In 1996, Edwards came to Duke for a dual fellowship in psychiatry
and endocrinology. There, he met Elaine Whitworth, director of
education at Duke's Comprehensive Sickle Cell Center. At
the time, Edwards knew little about sickle cell disease, a painful
genetic disorder marked by misshapen red blood cells. Over time,
he came to learn that the condition, which, in the United States,
primarily strikes African Americans, was seriously understudied. "There
was almost no research into psychosocial factors in sickle cell
disease," he says. "Almost anything I contributed would
be significant."
Administering lengthy questionnaires to Duke's sickle-cell
patients, Edwards looked at three survival skills common among
African Americans: prayer, hostility, and the single-minded determination
known as "John Henryism." Only one of those strategies
had an unambiguous impact, he found: Hostility significantly increased
depression and anxiety, making it harder for patients to cope with
pain.
The effect of John Henryism, a term often defined as "prolonged,
high-effort coping with difficult psychological stressors," was
somewhat more complex. Coined by Sherman James, a social epidemiologist
at Duke's Terry Sanford Institute of Public Policy, the term
derives from the tale of the mythical African-American railroad
worker who defeats a steam-powered drill in a steel-driving contest
and dies afterward. Edwards learned that the success or failure
of patients who scored high on the John Henryism scale varied based
on whether they also had money, strong family and community ties,
and ready access to medical care. "With adequate resources,
these patients shine," Edwards says. For patients lacking
these resources, though, "John Henryism is a predictor of
depression and anxiety." It can also be a predictor of physical
pain: If a sickle-cell patient has a fierce determination to succeed
but lacks the workplace support to take sick leave, he or she might
try to work through an intensive period of pain. This, in turn,
can lead to more pain.
Prayer also yielded complicated results. Pain patients who prayed
several times a week and who attended church with some frequency
tended to suffer less than others from depression and anxiety. "It
absolutely surprised me," Edwards says. But, upon reflection,
he realized that prayer serves a similar purpose to the calming
techniques used by Keefe's research subjects.

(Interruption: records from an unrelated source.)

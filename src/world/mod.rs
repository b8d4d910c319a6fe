//! World module - level layout
//!
//! Static level description loaded from RON: where the player spawns,
//! which platforms exist and where the coins sit. All rectangles are in
//! world coordinates; the game converts them to screen space through the camera.

mod level;

pub use level::*;
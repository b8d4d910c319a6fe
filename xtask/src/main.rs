//! Build automation tasks for the sidescroller
//!
//! Usage:
//!   cargo xtask build-web              # WASM build + page + assets in dist/web
//!   cargo xtask package-itch           # Zip dist/web for itch.io upload
//!   cargo xtask package-native         # Release binary + assets in dist/native/<platform>

use anyhow::{Context, Result};
use clap::{Parser, Subcommand};
use std::path::{Path, PathBuf};
use std::process::Command;

const BIN_NAME: &str = "sidescroller";
const MQ_JS_BUNDLE_URL: &str = "https://raw.githubusercontent.com/not-fl3/macroquad/v0.4.14/js/mq_js_bundle.js";

#[derive(Parser)]
#[command(name = "xtask")]
#[command(about = "Build automation for the sidescroller")]
struct Cli {
    #[command(subcommand)]
    command: Commands,
}

#[derive(Subcommand)]
enum Commands {
    /// Build WASM and assemble the static web page in dist/web
    BuildWeb {
        /// Build without --release (faster, larger wasm)
        #[arg(long)]
        debug: bool,
    },
    /// Create zip file ready for itch.io upload
    PackageItch,
    /// Build a native release with its assets next to it
    PackageNative {
        /// Target platform label: windows, macos, linux (defaults to the host)
        #[arg(long)]
        platform: Option<String>,
    },
}

fn main() -> Result<()> {
    let cli = Cli::parse();

    match cli.command {
        Commands::BuildWeb { debug } => build_web(!debug),
        Commands::PackageItch => package_itch(),
        Commands::PackageNative { platform } => package_native(platform),
    }
}

/// Workspace root (parent of the xtask crate)
fn project_root() -> Result<PathBuf> {
    Path::new(env!("CARGO_MANIFEST_DIR"))
        .parent()
        .map(Path::to_path_buf)
        .context("xtask crate has no parent directory")
}

/// Run a command and check for success
fn run_cmd(cmd: &mut Command) -> Result<()> {
    let status = cmd.status().context("Failed to execute command")?;
    if !status.success() {
        anyhow::bail!("Command failed with status: {}", status);
    }
    Ok(())
}

fn download_file(url: &str, dest: &Path) -> Result<()> {
    println!("Downloading {}...", url);
    run_cmd(
        Command::new("curl")
            .args(["-L", "-f", "-o"])
            .arg(dest)
            .arg(url),
    )
}

/// Copy directory recursively
fn copy_dir_recursive(src: &Path, dst: &Path) -> Result<()> {
    std::fs::create_dir_all(dst)?;
    for entry in std::fs::read_dir(src).with_context(|| format!("Reading {}", src.display()))? {
        let entry = entry?;
        let src_path = entry.path();
        let dst_path = dst.join(entry.file_name());

        if src_path.is_dir() {
            copy_dir_recursive(&src_path, &dst_path)?;
        } else {
            std::fs::copy(&src_path, &dst_path)?;
        }
    }
    Ok(())
}

/// Remove and recreate an output directory
fn fresh_dir(dir: &Path) -> Result<()> {
    if dir.exists() {
        std::fs::remove_dir_all(dir)?;
    }
    std::fs::create_dir_all(dir)?;
    Ok(())
}

fn host_platform() -> &'static str {
    if cfg!(target_os = "windows") {
        "windows"
    } else if cfg!(target_os = "macos") {
        "macos"
    } else {
        "linux"
    }
}

fn build_web(release: bool) -> Result<()> {
    let root = project_root()?;
    let dist = root.join("dist/web");
    let profile = if release { "release" } else { "debug" };

    println!("Building WASM ({})...", profile);
    let mut cargo = Command::new("cargo");
    cargo.current_dir(&root).args(["build", "--target", "wasm32-unknown-unknown"]);
    if release {
        cargo.arg("--release");
    }
    run_cmd(&mut cargo)?;

    fresh_dir(&dist)?;

    println!("Copying files to dist/web...");
    let wasm_name = format!("{}.wasm", BIN_NAME);
    std::fs::copy(
        root.join(format!("target/wasm32-unknown-unknown/{}/{}", profile, wasm_name)),
        dist.join(&wasm_name),
    )
    .context("Copying wasm binary")?;

    std::fs::copy(root.join("docs/index.html"), dist.join("index.html"))
        .context("Copying docs/index.html")?;

    // The page loads macroquad's JS loader next to the wasm
    download_file(MQ_JS_BUNDLE_URL, &dist.join("mq_js_bundle.js"))?;

    // Config, level and media are fetched relative to the page at startup
    copy_dir_recursive(&root.join("assets"), &dist.join("assets"))?;

    println!("Web build complete: dist/web/");
    println!("Serve it over HTTP (e.g. `python3 -m http.server -d dist/web`)");
    Ok(())
}

fn package_itch() -> Result<()> {
    build_web(true)?;

    let root = project_root()?;
    let dist = root.join("dist");
    let zip_name = format!("{}-itch.zip", BIN_NAME);
    let zip_path = dist.join(&zip_name);

    if zip_path.exists() {
        std::fs::remove_file(&zip_path)?;
    }

    println!("Creating itch.io zip...");
    run_cmd(
        Command::new("zip")
            .current_dir(dist.join("web"))
            .args(["-r", &format!("../{}", zip_name), "."]),
    )?;

    println!("itch.io package ready: dist/{}", zip_name);
    Ok(())
}

fn package_native(platform: Option<String>) -> Result<()> {
    let root = project_root()?;
    let platform = platform.unwrap_or_else(|| host_platform().to_string());
    let dist = root.join(format!("dist/native/{}", platform));

    println!("Building native release for {}...", platform);
    fresh_dir(&dist)?;

    run_cmd(
        Command::new("cargo")
            .current_dir(&root)
            .args(["build", "--release"]),
    )?;

    let binary_name = if platform == "windows" {
        format!("{}.exe", BIN_NAME)
    } else {
        BIN_NAME.to_string()
    };
    std::fs::copy(
        root.join("target/release").join(&binary_name),
        dist.join(&binary_name),
    )
    .context("Copying native binary")?;

    // Paths in config.ron are relative to the working directory
    copy_dir_recursive(&root.join("assets"), &dist.join("assets"))?;

    println!("Native build complete: dist/native/{}/", platform);
    Ok(())
}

Edwards says
health professionals should work with these findings: Rather than
teaching some religious patients yoga or guided imagery, clinicians
could encourage these patients to keep praying. "If you're
getting deep relaxation from your prayer, and getting medical benefit,
why would you teach the patient another skill?" he asks.
But this benefit disappeared with the most religious patients,
the ones who prayed at least once a day and attended church with
the most frequency. They actually suffered the highest levels of
depression, anxiety, and psychosomatic symptoms, along with kinesiophobia,
the fear of movement and reinjury. "In essence, prayer appears
to be a very effective pain-coping skill until it is used exclusively
and to the exclusion of other active coping strategies," Edwards
says. "There is a time for prayer and there is a time for
action."
In his clinical practice, Edwards has found that some very religious
patients are resistant to taking their medications. "Many
patients view their pain as coming from God and are less likely
to want to do something about their pain," Edwards says. "They
think it's punishment for something they did earlier in their
lives." Faced with such noncompliance, "we often can
match a patient with a clinician of a similar orientation. If a
patient believes this is from God, we assist them in broadening
their thinking: Possibly God is empowering you to overcome this
obstacle."
Psychosocial interventions like these are a long way from simply
prescribing painkillers. But, Edwards says, "narcotics only
attend to biology," while a patient's pain is often
a mélange of physical, psychological, and social factors. "It's
not a single piece of tissue" involved in an injury, he says. "The
treatment needs to be equally comprehensive."